Quizás sea porque en el séptimo día de Pesaj el canto del mar representa el clímax de la porción leída. Toda la narración, desde el comienzo de la parashá Beshalaj, viene solo para dar el trasfondo de la canción y conducirnos a ella. De ahí que lo más apropiado sea que vaya acompañado del cántico de David, que fue pronunciado el día en que Dios lo salvó de todos sus enemigos (según Abarbanel, quien sostiene que David compuso este cántico en su vejez, cuando sintió que Dios ahora lo había salvado literalmente de todos sus enemigos) y de Shaul.

 

La conclusión de la lectura de la Torá contiene ecos de la redención completa: "Dios reinará por los siglos de los siglos", y la canción alude a la tierra y al Templo. Por eso también conviene leer el cántico de alabanza de David, que representa el puente hacia el mundo de la redención futura, ya que el Mashíaj que produce la redención final será uno de sus descendientes.

 

Por el contrario, cuando leemos la parashi Beshalaj en el orden regular de la parashiot semanal, la lectura no concluye con la canción. Continuamos con los viajes de Bnei Yisrael, con todos sus problemas y quejas, y con la próxima guerra que les esperaba.
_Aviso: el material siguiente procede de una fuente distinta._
#[cfg(test)]
mod tests {
    use super::*;
    use crate::clock::CountdownClock;
    use crate::enums::Player;
    use crate::evaluation::ImprovedScore;
    use crate::players::MinimaxPlayer;

    const PLENTY: fn() -> f64 = || 1_000_000.0;

    fn scenario() -> GameState {
        GameState::default()
            .forecast_move(Move::new(4, 4))
            .forecast_move(Move::new(0, 2))
    }

    fn midgame() -> GameState {
        scenario()
            .forecast_move(Move::new(2, 3))
            .forecast_move(Move::new(1, 4))
            .forecast_move(Move::new(4, 2))
    }

    fn single_placement() -> GameState {
        GameState::default().forecast_move(Move::new(3, 3))
    }

    fn alphabeta_player(ordering: MoveOrdering) -> AlphaBetaPlayer {
        AlphaBetaPlayer::with_evaluator(
            SearchConfig::default().with_move_ordering(ordering),
            Box::new(ImprovedScore),
        )
    }

    fn run_alphabeta(
        player: &mut AlphaBetaPlayer,
        state: &GameState,
        depth: u32,
        preferred: &[Move],
    ) -> (f64, Vec<Move>) {
        let deadline = Deadline::new(&PLENTY, 10.0);
        player
            .alphabeta(
                state,
                depth,
                preferred,
                f64::NEG_INFINITY,
                f64::INFINITY,
                &deadline,
            )
            .unwrap()
    }

    fn run_minimax(state: &GameState, depth: u32) -> (f64, Option<Move>, u64) {
        let mut player = MinimaxPlayer::with_evaluator(
            SearchConfig::default(),
            Box::new(ImprovedScore),
        );
        let deadline = Deadline::new(&PLENTY, 10.0);
        let (score, best) = player.minimax(state, depth, &deadline).unwrap();
        (score, best, player.last_stats().leaf_evaluations)
    }

    #[test]
    fn test_matches_minimax_up_to_depth_four() {
        for state in [scenario(), midgame()] {
            for depth in 1..=4 {
                let (mm_score, mm_move, _) = run_minimax(&state, depth);
                let mut player = alphabeta_player(MoveOrdering::Generation);
                let (ab_score, path) = run_alphabeta(&mut player, &state, depth, &[]);
                assert_eq!(ab_score, mm_score, "score at depth {}", depth);
                assert_eq!(path.first().copied(), mm_move, "move at depth {}", depth);
            }
        }
    }

    #[test]
    fn test_matches_minimax_from_unplaced_opponent() {
        let state = single_placement();
        for depth in 1..=2 {
            let (mm_score, mm_move, _) = run_minimax(&state, depth);
            let mut player = alphabeta_player(MoveOrdering::Generation);
            let (ab_score, path) = run_alphabeta(&mut player, &state, depth, &[]);
            assert_eq!(ab_score, mm_score);
            assert_eq!(path.first().copied(), mm_move);
        }
    }

    #[test]
    fn test_one_ply_ordering_keeps_the_result() {
        let state = midgame();
        for depth in 1..=4 {
            let (mm_score, mm_move, _) = run_minimax(&state, depth);
            let mut player = alphabeta_player(MoveOrdering::OnePly);
            let (ab_score, path) = run_alphabeta(&mut player, &state, depth, &[]);
            assert_eq!(ab_score, mm_score);
            assert_eq!(path.first().copied(), mm_move);
        }
    }

    #[test]
    fn test_pruning_evaluates_fewer_leaves() {
        let state = scenario();
        for (depth, expected) in [(2, 15), (3, 72), (4, 130)] {
            let (_, _, mm_leaves) = run_minimax(&state, depth);
            let mut player = alphabeta_player(MoveOrdering::Generation);
            run_alphabeta(&mut player, &state, depth, &[]);
            let ab_leaves = player.last_stats().leaf_evaluations;
            assert_eq!(ab_leaves, expected);
            assert!(ab_leaves < mm_leaves);
        }
    }

    #[test]
    fn test_returns_principal_variation() {
        let mut player = alphabeta_player(MoveOrdering::Generation);
        let (score, path) = run_alphabeta(&mut player, &scenario(), 3, &[]);
        assert_eq!(score, 2.0);
        assert_eq!(
            path,
            vec![Move::new(2, 3), Move::new(1, 4), Move::new(4, 2)]
        );
    }

    #[test]
    fn test_preferred_move_is_tried_first() {
        // (2, 3) and (3, 2) tie at depth 1; whichever is searched first wins.
        let mut player = alphabeta_player(MoveOrdering::Generation);
        let (_, path) = run_alphabeta(&mut player, &scenario(), 1, &[]);
        assert_eq!(path, vec![Move::new(2, 3)]);

        let (score, path) = run_alphabeta(&mut player, &scenario(), 1, &[Move::new(3, 2)]);
        assert_eq!(score, 3.0);
        assert_eq!(path, vec![Move::new(3, 2)]);
    }

    #[test]
    fn test_search_is_deterministic() {
        let state = scenario();
        let mut first = alphabeta_player(MoveOrdering::Generation);
        let mut second = alphabeta_player(MoveOrdering::Generation);
        let (first_score, first_path) = run_alphabeta(&mut first, &state, 3, &[]);
        let (second_score, second_path) = run_alphabeta(&mut second, &state, 3, &[]);
        assert_eq!(first_score, second_score);
        assert_eq!(first_path, second_path);
        assert_eq!(first.last_stats(), second.last_stats());
        assert_eq!(first.last_stats().leaf_evaluations, 72);
    }

    #[test]
    fn test_deepening_reuses_previous_principal_variation() {
        // Only (3, 2) scores at depth one; every deeper leaf ties at zero, so
        // each later depth keeps whichever root move it searched first.
        let favours_third_move = |state: &GameState, player: Player| {
            let value = if state.move_count() == 3
                && state.player_location(Player::One) == Some(Move::new(3, 2))
            {
                1.0
            } else {
                0.0
            };
            if player == Player::One {
                value
            } else {
                -value
            }
        };
        let state = scenario();
        assert_ne!(state.legal_moves()[0], Move::new(3, 2));

        let mut player =
            AlphaBetaPlayer::with_evaluator(SearchConfig::default(), Box::new(favours_third_move));
        let (_, path) = run_alphabeta(&mut player, &state, 1, &[]);
        assert_eq!(path, vec![Move::new(3, 2)]);
        // Without the hint the depth-two tie goes to the first generated move
        let (_, path) = run_alphabeta(&mut player, &state, 2, &[]);
        assert_eq!(path[0], Move::new(2, 3));

        let clock = CountdownClock::new(2000);
        let deadline = Deadline::new(&clock, 10.0);
        let path = player.iterative_deepening(&state, &deadline).unwrap();
        assert!(player.last_stats().depth_completed >= 2);
        assert_eq!(path[0], Move::new(3, 2));
    }

    #[test]
    fn test_illegal_preferred_move_is_ignored() {
        let mut player = alphabeta_player(MoveOrdering::Generation);
        let (_, path) = run_alphabeta(&mut player, &scenario(), 2, &[Move::new(0, 0)]);
        assert_eq!(path, vec![Move::new(2, 3), Move::new(1, 4)]);
    }

    #[test]
    fn test_deadline_keeps_last_completed_depth() {
        // Depth 1 reads the clock ten times: once on entry, once at the root
        // and once per child.
        let clock = CountdownClock::new(10);
        let deadline = Deadline::new(&clock, 10.0);
        let mut player = alphabeta_player(MoveOrdering::Generation);
        let path = player.iterative_deepening(&scenario(), &deadline).unwrap();
        assert_eq!(path, vec![Move::new(2, 3)]);
        assert_eq!(player.last_stats().depth_completed, 1);
    }

    #[test]
    fn test_no_completed_depth_returns_none() {
        let clock = CountdownClock::new(9);
        let mut player = alphabeta_player(MoveOrdering::Generation);
        assert_eq!(player.choose_move(&scenario(), &clock), Ok(None));
        assert_eq!(player.last_stats().depth_completed, 0);
    }

    #[test]
    fn test_choose_move_under_time_pressure() {
        let clock = CountdownClock::new(500);
        let mut player = alphabeta_player(MoveOrdering::Generation);
        let mv = player.choose_move(&scenario(), &clock).unwrap().unwrap();
        assert!(scenario().is_legal_move(mv));
        assert!(player.last_stats().depth_completed >= 2);
    }

    #[test]
    fn test_searches_to_the_end_of_a_small_board() {
        // 4x4 board: few enough blank cells to finish every depth.
        let state = GameState::new(4, 4)
            .unwrap()
            .forecast_move(Move::new(0, 0))
            .forecast_move(Move::new(3, 3));
        let mut player = alphabeta_player(MoveOrdering::OnePly);
        let mv = player.choose_move(&state, &PLENTY).unwrap().unwrap();
        assert!(state.is_legal_move(mv));
    }

    #[test]
    fn test_lost_position_returns_none() {
        let state = GameState::new(3, 3)
            .unwrap()
            .forecast_move(Move::new(0, 0))
            .forecast_move(Move::new(1, 1))
            .forecast_move(Move::new(1, 2));
        let mut player = AlphaBetaPlayer::default();
        assert_eq!(player.choose_move(&state, &PLENTY), Ok(None));
    }
}
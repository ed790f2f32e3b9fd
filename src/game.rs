// Game driver - plays one game between two bots under a per-turn time limit

use std::time::Duration;

use log::{error, info, warn};
use serde::{Deserialize, Serialize};

use crate::clock::TurnClock;
use crate::enums::{Move, Player};
use crate::players::BotPlayer;
use crate::state::GameState;

/// Why the game ended, from the loser's side.
#[derive(Debug, Clone, Copy, PartialEq, Eq, Serialize, Deserialize)]
#[serde(rename_all = "snake_case")]
pub enum EndReason {
    /// The loser was to move and had nowhere to go.
    NoLegalMoves,
    /// The loser answered after its turn time ran out.
    Timeout,
    /// The loser returned an illegal move, or no move while moves existed.
    IllegalMove,
    /// The loser's search failed with an internal error.
    Fault,
}

#[derive(Debug, Clone, PartialEq, Serialize, Deserialize)]
pub struct GameOutcome {
    pub winner: Player,
    pub reason: EndReason,
    /// Every move applied, in order, including the initial placements.
    pub history: Vec<Move>,
    pub final_state: GameState,
}

impl GameOutcome {
    pub fn loser(&self) -> Player {
        self.winner.opponent()
    }
}

/// Plays `state` to the end. `players[0]` moves for player one and
/// `players[1]` for player two; each turn gets a fresh `time_limit` clock.
pub fn play_game(
    state: GameState,
    mut players: [&mut dyn BotPlayer; 2],
    time_limit: Duration,
) -> GameOutcome {
    let mut state = state;
    let mut history = Vec::new();

    loop {
        let mover = state.active_player();
        if !state.has_legal_moves(mover) {
            info!("{} has no legal moves", mover);
            return finish(state, history, mover, EndReason::NoLegalMoves);
        }

        let player = &mut players[mover.index()];
        let clock = TurnClock::start(time_limit);
        let result = player.choose_move(&state, &clock);
        let elapsed = clock.elapsed();

        let mv = match result {
            Err(err) => {
                error!("{} ({}) failed: {}", mover, player.name(), err);
                return finish(state, history, mover, EndReason::Fault);
            }
            Ok(_) if elapsed > time_limit => {
                warn!(
                    "{} ({}) took {:?} of {:?}",
                    mover,
                    player.name(),
                    elapsed,
                    time_limit
                );
                return finish(state, history, mover, EndReason::Timeout);
            }
            Ok(None) => {
                warn!("{} ({}) gave up with moves left", mover, player.name());
                return finish(state, history, mover, EndReason::IllegalMove);
            }
            Ok(Some(mv)) => mv,
        };

        match state.try_forecast_move(mv) {
            Ok(next) => {
                info!("{} ({}) plays {}", mover, player.name(), mv);
                history.push(mv);
                state = next;
            }
            Err(err) => {
                warn!("{} ({}): {}", mover, player.name(), err);
                return finish(state, history, mover, EndReason::IllegalMove);
            }
        }
    }
}

fn finish(state: GameState, history: Vec<Move>, loser: Player, reason: EndReason) -> GameOutcome {
    let winner = loser.opponent();
    info!(
        "{} wins after {} moves ({:?})",
        winner,
        history.len(),
        reason
    );
    GameOutcome {
        winner,
        reason,
        history,
        final_state: state,
    }
}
En términos de este viaje físico, la redención en el mar representó solo un respiro temporal. (Su impresión para todas las generaciones fue solo a muy largo plazo, mientras que el corto plazo se caracterizó por pequeñas preocupaciones). Por lo tanto, la canción de Devorah es más adecuada: una gran canción para una gran redención, pero ciertamente no una que represente el final. de cualquier cosa o una paz permanente - sólo una ruptura temporal: "Y la tierra estuvo en silencio durante cuarenta años".